Unfortunately, many sites use the old version of WordPress. Even though the update process that WordPress offers is undoubtedly comfortable and smooth.
All the minor updates are installed automatically. Store owners are only required to install the major updates by themselves. When installing the latest version, make sure that you have taken a backup of your site to save yourself from undesirable situations.
Many WordPress updates aren’t compatible with your existing plugins and themes. Therefore, you’re first required to check the compatibility of your plugins and themes with the latest version of WordPress. In case, your WordPress plugins and themes aren’t compatible, you can update them before installing the latest version of WordPress.
If you installed the latest version without reviewing its compatibility with your plugins and themes, then it can harm your site and you’ll be required to restore your previous version manually (in case you haven’t taken any backup). Thus, preparing site backup and checking compatibility is so important during a WordPress update.
You can also create a staging environment to check whether your site supports the new WordPress version or you need to take more steps to make it compatible with your store.
3. Update/Delete Your Plugins & Themes
Currently, there are 55,000+ plugins in the WordPress repository. To (58,000+) enhance your website performance and functionalities, you might leverage several WooCommerce plugins and themes. These plugins and themes do add additional features and personalize your customers’ entire journey.
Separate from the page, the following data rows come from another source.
use super::destination::{Destination, ResolveStrategy};
use super::{probe, ProbeOutcome};
use crate::packet::icmpv4::{
    EchoRequest, DEFAULT_IDENTIFIER, DEFAULT_PAYLOAD, DEFAULT_SEQUENCE,
};
use crate::socket::Transport;
use std::time::Duration;

/// Read deadline used when none is configured.
pub const DEFAULT_DEADLINE: Duration = Duration::from_secs(2);
/// Delay between consecutive probes to the same destination.
pub const DEFAULT_INTERVAL: Duration = Duration::from_secs(1);

/// Settings shared by every probe cycle.
#[derive(Clone, Debug)]
pub struct PingerConfig {
    /// ICMP identifier. Default is `0x1234`.
    pub identifier: u16,
    /// ICMP sequence number. Default is `1`, and it is not advanced between probes.
    pub sequence: u16,
    /// Echo payload. Default is `HELLO-PING`.
    pub payload: Vec<u8>,
    /// How long to wait for a reply after sending. Default is 2 seconds.
    pub deadline: Duration,
    /// Time between probes to one destination. Default is 1 second.
    pub interval: Duration,
    /// Whether destinations are resolved every cycle or once.
    pub resolve: ResolveStrategy,
}

impl Default for PingerConfig {
    fn default() -> Self {
        PingerConfig {
            identifier: DEFAULT_IDENTIFIER,
            sequence: DEFAULT_SEQUENCE,
            payload: DEFAULT_PAYLOAD.to_vec(),
            deadline: DEFAULT_DEADLINE,
            interval: DEFAULT_INTERVAL,
            resolve: ResolveStrategy::default(),
        }
    }
}

impl PingerConfig {
    /// Sets the ICMP identifier.
    pub fn set_identifier(&mut self, identifier: u16) {
        self.identifier = identifier;
    }
    /// Returns the ICMP identifier.
    pub fn get_identifier(&self) -> u16 {
        self.identifier
    }
    /// Sets the ICMP sequence number.
    pub fn set_sequence(&mut self, sequence: u16) {
        self.sequence = sequence;
    }
    /// Returns the ICMP sequence number.
    pub fn get_sequence(&self) -> u16 {
        self.sequence
    }
    /// Sets the echo payload.
    pub fn set_payload(&mut self, payload: impl Into<Vec<u8>>) {
        self.payload = payload.into();
    }
    /// Returns the echo payload.
    pub fn get_payload(&self) -> &[u8] {
        &self.payload
    }
    /// Sets the per-probe read deadline.
    pub fn set_deadline(&mut self, deadline: Duration) {
        self.deadline = deadline;
    }
    /// Returns the per-probe read deadline.
    pub fn get_deadline(&self) -> Duration {
        self.deadline
    }
    /// Sets the interval between probes.
    pub fn set_interval(&mut self, interval: Duration) {
        self.interval = interval;
    }
    /// Returns the interval between probes.
    pub fn get_interval(&self) -> Duration {
        self.interval
    }
    /// Sets the destination resolution strategy.
    pub fn set_resolve(&mut self, resolve: ResolveStrategy) {
        self.resolve = resolve;
    }
    /// Returns the destination resolution strategy.
    pub fn get_resolve(&self) -> ResolveStrategy {
        self.resolve
    }
    /// Returns the request sent on every probe.
    pub fn echo_request(&self) -> EchoRequest {
        EchoRequest {
            identifier: self.identifier,
            sequence: self.sequence,
            payload: self.payload.clone(),
        }
    }
}

/// Runs probe cycles over a transport.
#[derive(Clone, Debug)]
pub struct Pinger<T> {
    transport: T,
    config: PingerConfig,
}

impl<T: Transport> Pinger<T> {
    pub fn new(transport: T, config: PingerConfig) -> Pinger<T> {
        Pinger { transport, config }
    }

    pub fn config(&self) -> &PingerConfig {
        &self.config
    }

    /// Creates a destination for `host` using the configured strategy.
    pub fn destination(&self, host: impl Into<String>) -> Destination {
        Destination::new(host, self.config.resolve)
    }

    /// Runs one send/await/validate cycle against `destination`.
    ///
    /// Blocks for at most the configured deadline once the request is sent.
    pub fn probe(&self, destination: &mut Destination) -> ProbeOutcome {
        probe::probe(&self.transport, &self.config, destination)
    }
}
But do you know – more than 52% of WordPress attacks occur because store owners don’t use secure plugins and themes! (Source- KeyCDN). Thus, WordPress security maintenance also depends on the plugins and themes you install for your business. If you want to shield your site from these attacks, then update or delete the plugins and themes that aren’t in use for a quite long time.
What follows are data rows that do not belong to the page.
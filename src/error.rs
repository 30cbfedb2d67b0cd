use std::fmt;
use std::io;
use std::net::Ipv4Addr;
use std::time::Duration;

/// Step of a probe cycle at which a failure occurred.
#[derive(Clone, Copy, Debug, PartialEq, Eq)]
pub enum Stage {
    Resolve,
    Dial,
    Write,
    Read,
    Validate,
}

impl fmt::Display for Stage {
    fn fmt(&self, f: &mut fmt::Formatter<'_>) -> fmt::Result {
        let name = match self {
            Stage::Resolve => "resolve",
            Stage::Dial => "dial",
            Stage::Write => "write",
            Stage::Read => "read",
            Stage::Validate => "validate",
        };
        f.write_str(name)
    }
}

/// Failure of a single probe cycle. None of these are fatal to the process.
#[derive(Debug, thiserror::Error)]
pub enum ProbeError {
    #[error("resolve error for {host}: {source}")]
    Resolve {
        host: String,
        #[source]
        source: io::Error,
    },
    #[error("resolve error for {host}: no IPv4 address found")]
    NoIpv4Address { host: String },
    #[error("dial error for {addr} (needs elevated privilege, run as root or grant CAP_NET_RAW): {source}")]
    PermissionDenied {
        addr: Ipv4Addr,
        #[source]
        source: io::Error,
    },
    #[error("dial error for {addr}: {source}")]
    Dial {
        addr: Ipv4Addr,
        #[source]
        source: io::Error,
    },
    #[error("send error to {addr}: {source}")]
    Write {
        addr: Ipv4Addr,
        #[source]
        source: io::Error,
    },
    #[error("read timeout: no reply from {addr} within {deadline:?}")]
    Timeout { addr: Ipv4Addr, deadline: Duration },
    #[error("read error from {addr}: {source}")]
    Read {
        addr: Ipv4Addr,
        #[source]
        source: io::Error,
    },
    #[error("invalid reply type: got {got}, want {want}")]
    InvalidType { got: u8, want: u8 },
    #[error("invalid reply: {len} bytes is too short to hold an ICMP type")]
    Truncated { len: usize },
}

impl ProbeError {
    pub fn stage(&self) -> Stage {
        match self {
            ProbeError::Resolve { .. } | ProbeError::NoIpv4Address { .. } => Stage::Resolve,
            ProbeError::PermissionDenied { .. } | ProbeError::Dial { .. } => Stage::Dial,
            ProbeError::Write { .. } => Stage::Write,
            ProbeError::Timeout { .. } | ProbeError::Read { .. } => Stage::Read,
            ProbeError::InvalidType { .. } | ProbeError::Truncated { .. } => Stage::Validate,
        }
    }

    pub fn is_timeout(&self) -> bool {
        matches!(self, ProbeError::Timeout { .. })
    }

    /// Classifies a socket open failure, singling out missing privilege.
    pub(crate) fn dial(addr: Ipv4Addr, source: io::Error) -> Self {
        if source.kind() == io::ErrorKind::PermissionDenied {
            ProbeError::PermissionDenied { addr, source }
        } else {
            ProbeError::Dial { addr, source }
        }
    }

    /// Classifies a read failure, separating deadline expiry from other errors.
    pub(crate) fn read(addr: Ipv4Addr, deadline: Duration, source: io::Error) -> Self {
        match source.kind() {
            io::ErrorKind::TimedOut | io::ErrorKind::WouldBlock => {
                ProbeError::Timeout { addr, deadline }
            }
            _ => ProbeError::Read { addr, source },
        }
    }
}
Use the following steps to update your plugins and themes.
Steps To Update WordPress Plugins
- Go to your WordPress Admin panel.
- Click on the update button from the sidebar.
- Click on the plugin you want to update at the current moment.
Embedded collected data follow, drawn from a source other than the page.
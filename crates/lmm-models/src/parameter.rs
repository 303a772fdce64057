//! Named calibration parameters and their feasible regions.
//!
//! Each sub-model owns a small vector of [`Parameter`]s. Composite models
//! expose a flattened parameter vector whose blocks are recorded in a
//! [`ParameterLayout`], so slicing is checked rather than implied by index
//! arithmetic.

use lmm_core::{ensure, errors::Result, Error, Real};
use lmm_math::optimization;
use lmm_math::Array;
use std::ops::Range;

/// Feasible region of a single scalar parameter.
#[derive(Debug, Clone, Copy, PartialEq)]
pub enum Constraint {
    /// Any finite value.
    None,
    /// `value >= 0`.
    NonNegative,
    /// `lower <= value <= upper`.
    Boundary {
        /// Lower bound (inclusive).
        lower: Real,
        /// Upper bound (inclusive).
        upper: Real,
    },
}

impl Constraint {
    /// `true` if `value` is feasible.
    pub fn test(&self, value: Real) -> bool {
        value.is_finite()
            && match *self {
                Constraint::None => true,
                Constraint::NonNegative => value >= 0.0,
                Constraint::Boundary { lower, upper } => value >= lower && value <= upper,
            }
    }
}

/// A named scalar model parameter.
#[derive(Debug, Clone, PartialEq)]
pub struct Parameter {
    name: &'static str,
    value: Real,
    constraint: Constraint,
}

impl Parameter {
    /// Parameter with an initial value, which must be feasible.
    pub fn new(name: &'static str, value: Real, constraint: Constraint) -> Result<Self> {
        let p = Self {
            name,
            value,
            constraint,
        };
        p.check(value)?;
        Ok(p)
    }

    fn check(&self, value: Real) -> Result<()> {
        if self.constraint.test(value) {
            Ok(())
        } else {
            Err(Error::Configuration(format!(
                "parameter {} = {value} violates {:?}",
                self.name, self.constraint
            )))
        }
    }

    /// Parameter name.
    pub fn name(&self) -> &'static str {
        self.name
    }

    /// Current value.
    pub fn value(&self) -> Real {
        self.value
    }

    /// Feasible region.
    pub fn constraint(&self) -> Constraint {
        self.constraint
    }
}

/// Replace every value in `params` from `values`.
///
/// All values are validated before any is written, so a failed call leaves
/// the parameters untouched.
pub fn assign(params: &mut [Parameter], values: &[Real]) -> Result<()> {
    ensure!(
        values.len() == params.len(),
        "expected {} parameter values, got {}",
        params.len(),
        values.len()
    );
    for (p, &v) in params.iter().zip(values) {
        p.check(v)?;
    }
    for (p, &v) in params.iter_mut().zip(values) {
        p.value = v;
    }
    Ok(())
}

// ── Layout ────────────────────────────────────────────────────────────────────

/// Offsets of sub-model blocks inside a flattened parameter vector.
#[derive(Debug, Clone, Default, PartialEq, Eq)]
pub struct ParameterLayout {
    blocks: Vec<(&'static str, Range<usize>)>,
}

impl ParameterLayout {
    /// Empty layout.
    pub fn new() -> Self {
        Self::default()
    }

    /// Append a block of `len` parameters and return its range.
    pub fn push(&mut self, name: &'static str, len: usize) -> Range<usize> {
        let start = self.len();
        let range = start..start + len;
        self.blocks.push((name, range.clone()));
        range
    }

    /// Total number of parameters.
    pub fn len(&self) -> usize {
        self.blocks.last().map_or(0, |(_, r)| r.end)
    }

    /// `true` if no parameters are laid out.
    pub fn is_empty(&self) -> bool {
        self.len() == 0
    }

    /// Range of the block called `name`.
    pub fn block(&self, name: &str) -> Option<Range<usize>> {
        self.blocks
            .iter()
            .find(|(n, _)| *n == name)
            .map(|(_, r)| r.clone())
    }

    /// Split `values` into one slice per block, failing on a length mismatch.
    pub fn split<'a>(&self, values: &'a [Real]) -> Result<Vec<&'a [Real]>> {
        ensure!(
            values.len() == self.len(),
            "parameter vector has {} entries, layout expects {}",
            values.len(),
            self.len()
        );
        Ok(self.blocks.iter().map(|(_, r)| &values[r.clone()]).collect())
    }
}

// ── Optimiser bridge ──────────────────────────────────────────────────────────

/// Per-component constraints of a flattened parameter vector, usable by the
/// optimisers.
#[derive(Debug, Clone, PartialEq)]
pub struct ParameterConstraint {
    constraints: Vec<Constraint>,
}

impl ParameterConstraint {
    /// Constraints taken from `params`, in order.
    pub fn from_parameters(params: &[Parameter]) -> Self {
        Self {
            constraints: params.iter().map(Parameter::constraint).collect(),
        }
    }
}

impl optimization::Constraint for ParameterConstraint {
    fn test(&self, x: &Array) -> bool {
        x.size() == self.constraints.len()
            && self.constraints.iter().zip(x.iter()).all(|(c, &v)| c.test(v))
    }
}
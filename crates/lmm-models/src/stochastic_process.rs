//! `StochasticProcess`: the contract a path generator evolves.
//!
//! A process `dX = μ(t,X) dt + σ(t,X) dW` is described by its drift, its
//! diffusion and a discretisation step. States are plain slices so that
//! paths can be stored contiguously.

use lmm_core::{errors::Result, Real, Time};
use lmm_math::Matrix;

/// A multi-dimensional stochastic process.
pub trait StochasticProcess: std::fmt::Debug + Send + Sync {
    /// Number of state variables.
    fn size(&self) -> usize;

    /// Number of independent Brownian motions.
    fn factors(&self) -> usize {
        self.size()
    }

    /// State at time zero.
    fn initial_values(&self) -> Vec<Real>;

    /// Drift `μ(t, x)`.
    fn drift(&self, t: Time, x: &[Real]) -> Result<Vec<Real>>;

    /// Diffusion `σ(t, x)`, dimensioned `size() × factors()`.
    fn diffusion(&self, t: Time, x: &[Real]) -> Result<Matrix>;

    /// Euler expectation `x + μ(t,x)·Δt`.
    fn expectation(&self, t: Time, x: &[Real], dt: Time) -> Result<Vec<Real>> {
        let mu = self.drift(t, x)?;
        Ok(x.iter().zip(&mu).map(|(xi, m)| xi + m * dt).collect())
    }

    /// `σ(t,x)·√Δt`.
    fn std_deviation(&self, t: Time, x: &[Real], dt: Time) -> Result<Matrix> {
        Ok(self.diffusion(t, x)?.scale(dt.sqrt()))
    }

    /// Advance `x` from `t` to `t + Δt` given standard normal draws `dw`
    /// (one per factor).
    ///
    /// Default: Euler step `E[x] + σ·√Δt·dw`.
    fn evolve(&self, t: Time, x: &[Real], dt: Time, dw: &[Real]) -> Result<Vec<Real>> {
        let e = self.expectation(t, x, dt)?;
        let s = self.std_deviation(t, x, dt)?;
        Ok(e.iter().enumerate().map(|(i, ei)| ei + s.row_dot_vec(i, dw)).collect())
    }
}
- Now click on the Update Plugins button present at the top.
Steps To Update WordPress Theme
- Go to your WordPress Dashboard.
- Go to Appearance > themes from the left sidebar.
- Select the theme you want to update.
- Now click on the Update Now button.
Do You Want to Install WordPress Themes?
By using these four easy steps, you can secure your WordPress website from hackers. Now it’s time to check the plugins and themes that you hardly use for your business.
It might be possible that you have installed multiple extensions and themes that are just listed on your backend, and you hardly use any of these for your website activities. If this is the case, then it’s better to delete those extensions and themes for the time, you don’t want them for your business. You can easily install all these plugins and themes, whenever you feel their need in your business activities. But for the time you don’t want them, it’s better to delete them from your system.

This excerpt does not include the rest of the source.